Fenomena pacaran saat ini sebenarnya hanyalah hasil konstruksi budaya luar yang dibungkus dengan istilah keren. Jika ditelusuri, dampaknya lebih banyak merugikan:

  • Secara spiritual: menjauhkan dari Allah, melemahkan ibadah, dan menormalisasi maksiat kecil.
  • Secara psikologis: menimbulkan ketergantungan emosional, cemburu buta, bahkan depresi ketika putus.
  • Secara sosial: merusak fokus belajar, memicu konflik antar teman, dan mengurangi produktivitas.
  • Secara moral: mengikis rasa malu (haya’) yang menjadi benteng diri seorang muslim.

 

5. Penutup

Pacaran bukanlah bagian dari Islam, melainkan fenomena budaya yang masuk lewat pengaruh luar. Sayangnya, gaya pacaran masa kini semakin bebas, bahkan sering dianggap sebagai "wajar" oleh sebagian remaja. Padahal, secara syariat maupun dampak sosial, pacaran lebih banyak membawa kerugian daripada kebaikan.
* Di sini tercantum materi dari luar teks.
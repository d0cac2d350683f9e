//! Service initialization and capability probing.
//!
//! [`Coordinator::initialize`] binds the coordinator to a service base URL and an optional
//! initialization context (for example "pre-login" vs "post-login"), then queries the server
//! once per context. Changing either value aborts everything in flight, forgets learned
//! pacing and queries again.
//!
//! Discovery responses are cached for a day in the partition `init-[<context>-]<base>` so a
//! reload does not hit the server again. The metadata lookup ignores the context.

use crate::cache::CacheOptions;
use crate::config::normalize_base_url;
use crate::coordinator::{Coordinator, RequestOptions};
use crate::error::FhirError;
use crate::reply::empty_batch_body;
use serde_json::Value;
use std::sync::Arc;
use std::time::Duration;
use tokio::sync::OnceCell;

/// Lifetime of cached discovery responses.
pub const INIT_CACHE_EXPIRATION: Duration = Duration::from_secs(24 * 60 * 60);

/// Attempts allowed per discovery request. A wrong base URL should fail fast.
const DISCOVERY_ATTEMPTS: usize = 2;

/// FHIR releases this client understands.
#[derive(Debug, Clone, Copy, PartialEq, Eq, Hash)]
pub enum FhirVersion {
    R4,
    R5,
}

impl FhirVersion {
    /// Release for a `CapabilityStatement.fhirVersion` value such as `"4.0.1"`.
    pub fn from_version_number(version: &str) -> Option<Self> {
        let version = version.trim();
        if version.starts_with("4.0") {
            Some(FhirVersion::R4)
        } else if ["4.3", "4.4", "4.5", "4.6", "5.0"].iter().any(|p| version.starts_with(p)) {
            Some(FhirVersion::R5)
        } else {
            None
        }
    }

    pub fn name(&self) -> &'static str {
        match self {
            FhirVersion::R4 => "R4",
            FhirVersion::R5 => "R5",
        }
    }
}

impl std::fmt::Display for FhirVersion {
    fn fmt(&self, f: &mut std::fmt::Formatter<'_>) -> std::fmt::Result {
        f.write_str(self.name())
    }
}

/// What discovery found out about the server.
#[derive(Debug, Clone, PartialEq, Eq)]
pub struct Capabilities {
    pub version: FhirVersion,
    /// The raw `fhirVersion` reported by the server.
    pub fhir_version: String,
    /// The server accepts `batch` bundles.
    pub batch: bool,
    /// At least one `ResearchStudy` exists.
    pub has_research_study: bool,
}

type InitCell = Arc<OnceCell<Result<Capabilities, FhirError>>>;

/// Memoized initialization for the current context.
#[derive(Debug, Default)]
pub(crate) struct InitSlot {
    context: String,
    cell: Option<InitCell>,
}

/// Cache partition for discovery responses.
pub fn init_cache_partition(context: &str, base_url: &str) -> String {
    if context.is_empty() {
        format!("init-{}", base_url)
    } else {
        format!("init-{}-{}", context, base_url)
    }
}

fn discovery_cache(partition: String) -> CacheOptions {
    CacheOptions::default()
        .in_partition(partition)
        .expiring_after(INIT_CACHE_EXPIRATION)
        .with_errors()
}

fn discovery_options() -> RequestOptions {
    RequestOptions::default().not_combinable().with_attempts(DISCOVERY_ATTEMPTS)
}

impl Coordinator {
    /// Initialize, or reinitialize after a base URL or context change.
    ///
    /// `None` keeps the current value. Concurrent and repeated calls for the same context share
    /// one discovery run; a failed run is forgotten so the next call runs it again.
    pub async fn initialize(
        &self,
        base_url: Option<&str>,
        context: Option<&str>,
    ) -> Result<Capabilities, FhirError> {
        let base = base_url
            .map(normalize_base_url)
            .transpose()
            .map_err(|e| FhirError::Unavailable(e.to_string()))?;
        let (cell, context) = {
            let mut slot = self.init_slot();
            let base_changed = base.as_ref().is_some_and(|b| *b != self.service_base_url());
            let context_changed = context.is_some_and(|c| c != slot.context);
            if base_changed || context_changed {
                tracing::info!(base = ?base, context = ?context, "service context changed");
                self.reset_context(base.filter(|_| base_changed));
                if let Some(context) = context {
                    slot.context = context.to_string();
                }
                slot.cell = None;
            }
            let cell = slot.cell.get_or_insert_with(InitCell::default).clone();
            (cell, slot.context.clone())
        };

        let result = cell.get_or_init(|| self.discover(context)).await.clone();
        if result.is_err() {
            let mut slot = self.init_slot();
            if slot.cell.as_ref().is_some_and(|current| Arc::ptr_eq(current, &cell)) {
                slot.cell = None;
            }
        }
        result
    }

    /// Result of the last successful initialization for the current context.
    pub fn capabilities(&self) -> Option<Capabilities> {
        let slot = self.init_slot();
        slot.cell.as_ref()?.get()?.as_ref().ok().cloned()
    }

    async fn discover(&self, context: String) -> Result<Capabilities, FhirError> {
        let base = self.service_base_url();
        let partition = init_cache_partition(&context, &base);
        let shared = discovery_cache(init_cache_partition("", &base));
        let scoped = discovery_cache(partition.clone());

        let (metadata, research, batch) = tokio::join!(
            self.get_with_cache("metadata?_elements=fhirVersion", discovery_options(), &shared),
            self.get_with_cache("ResearchStudy?_elements=id&_count=1", discovery_options(), &scoped),
            self.post(&base, empty_batch_body(), discovery_options()),
        );

        if self.service_base_url() != base {
            return Err(FhirError::Aborted);
        }
        let metadata = match metadata {
            Ok(metadata) => metadata,
            Err(error) => {
                tracing::warn!(%base, %error, "metadata lookup failed");
                self.clear_cache_partition(&partition).await;
                self.clear_pending_requests();
                return Err(FhirError::Unavailable(format!(
                    "could not retrieve the FHIR server's metadata from {}: {}",
                    base, error
                )));
            }
        };
        let fhir_version = metadata
            .data
            .get("fhirVersion")
            .and_then(Value::as_str)
            .unwrap_or_default()
            .to_string();
        let version = FhirVersion::from_version_number(&fhir_version)
            .ok_or_else(|| FhirError::UnsupportedVersion(fhir_version.clone()))?;
        let has_research_study = research
            .map(|r| r.data.get("entry").and_then(Value::as_array).is_some_and(|e| !e.is_empty()))
            .unwrap_or(false);

        let capabilities =
            Capabilities { version, fhir_version, batch: batch.is_ok(), has_research_study };
        tracing::info!(%base, ?capabilities, "service initialized");
        Ok(capabilities)
    }
}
Sebagai bahan refleksi, remaja perlu memahami bahwa cinta dalam Islam diarahkan ke arah yang halal, yaitu pernikahan. Jika memang belum siap menikah, maka fokus utama adalah belajar, berprestasi, dan memperbaiki diri agar kelak siap menjadi pasangan yang baik dalam ikatan pernikahan.